Bung Kus menambahkan ada dua hal yang dimaksud belum digarap PSSI secara maksimal pada waktu ini yakni Youth Development serta Football Community. Dia memperlihatkan kalau Federasi Sepak bola Inggris (FA) mempunyai inisiatif nyata untuk football community yank dengan menghadirkan lalu melibatkan orang Asia Selatan agar suka sepak bola, melibatkan perempuan.
Di sisi lain, Kusnaeni turut memberikan komentar perihal pergantian pembimbing Timnas Indonesia dari Shin Tae-yong ke Patrick Kluivert. Dia menyampaikan kalau hal yang dimaksud adalah sesuatu yang tersebut sah juga merupakan pertaruhan besar dari Erick.
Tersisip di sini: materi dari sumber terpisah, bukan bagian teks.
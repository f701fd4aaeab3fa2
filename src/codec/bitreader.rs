//! RBSP bit reader shared by the SPS, SEI and slice-header parsers
//!
//! ## Exp-Golomb Codes
//!
//! Parameter sets and slice headers encode most fields as Exp-Golomb codes.
//!
//! - ue(v): `[M zeros][1][M bits]`, value = `2^M - 1 + bits`
//! - se(v): ue(v) mapped 0, 1, -1, 2, -2, ...
//!
//! Emulation prevention bytes must be stripped (see [`unescape_rbsp`])
//! before the payload is handed to [`RbspReader`].

use crate::error::{Error, Result};

/// MSB-first reader over unescaped RBSP bytes
pub struct RbspReader<'a> {
    data: &'a [u8],
    /// Bit cursor from the start of `data`
    cursor: usize,
}

impl<'a> RbspReader<'a> {
    pub fn new(data: &'a [u8]) -> Self {
        RbspReader { data, cursor: 0 }
    }

    pub fn position(&self) -> usize {
        self.cursor
    }

    pub fn bits_left(&self) -> usize {
        (self.data.len() * 8).saturating_sub(self.cursor)
    }

    fn ensure(&self, n: usize) -> Result<()> {
        if n > self.bits_left() {
            return Err(Error::bitstream(format!(
                "RBSP exhausted: need {} bits at bit {}, {} left",
                n,
                self.cursor,
                self.bits_left()
            )));
        }
        Ok(())
    }

    pub fn read_bit(&mut self) -> Result<u8> {
        self.ensure(1)?;
        let byte = self.data[self.cursor / 8];
        let bit = (byte >> (7 - self.cursor % 8)) & 1;
        self.cursor += 1;
        Ok(bit)
    }

    /// Up to 32 bits as an unsigned value
    pub fn read_bits(&mut self, n: u32) -> Result<u32> {
        if n > 32 {
            return Err(Error::bitstream(format!("Cannot read {} bits at once", n)));
        }
        self.ensure(n as usize)?;

        let mut value = 0u64;
        let mut remaining = n as usize;
        while remaining > 0 {
            let offset = self.cursor % 8;
            let take = (8 - offset).min(remaining);
            let byte = self.data[self.cursor / 8] as u64;
            let bits = (byte >> (8 - offset - take)) & ((1 << take) - 1);
            value = (value << take) | bits;
            self.cursor += take;
            remaining -= take;
        }
        Ok(value as u32)
    }

    pub fn read_bool(&mut self) -> Result<bool> {
        Ok(self.read_bit()? == 1)
    }

    /// ue(v)
    pub fn read_ue(&mut self) -> Result<u32> {
        let mut zeros = 0u32;
        while self.read_bit()? == 0 {
            zeros += 1;
            if zeros > 31 {
                return Err(Error::bitstream("Exp-Golomb prefix longer than 31 bits"));
            }
        }
        let suffix = self.read_bits(zeros)? as u64;
        Ok(((1u64 << zeros) - 1 + suffix) as u32)
    }

    /// se(v)
    pub fn read_se(&mut self) -> Result<i32> {
        let k = self.read_ue()? as i64;
        let magnitude = (k + 1) / 2;
        Ok(if k & 1 == 1 { magnitude } else { -magnitude } as i32)
    }

    pub fn skip_bits(&mut self, n: usize) -> Result<()> {
        self.ensure(n)?;
        self.cursor += n;
        Ok(())
    }
}

/// Drop the 0x03 emulation prevention byte that follows every `00 00`
/// inside a NAL unit payload
pub fn unescape_rbsp(data: &[u8]) -> Vec<u8> {
    let mut rbsp = Vec::with_capacity(data.len());
    let mut zeros = 0usize;

    for &byte in data {
        if zeros >= 2 && byte == 0x03 {
            zeros = 0;
            continue;
        }
        zeros = if byte == 0 { zeros + 1 } else { 0 };
        rbsp.push(byte);
    }

    rbsp
}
“Ini pergantian yang sah, tapi ini sangat besar pertaruhannya, kalau masih STY dan juga ia gagal sama-sama Timnas, Erick tidak ada akan disalahkan. Tetapi sekarang kalau Kluivert, Erick lah yang mana akan disalahkan. Hal ini langkah yang mana berani lalu tiada populer,” pungkas Kusnaeni.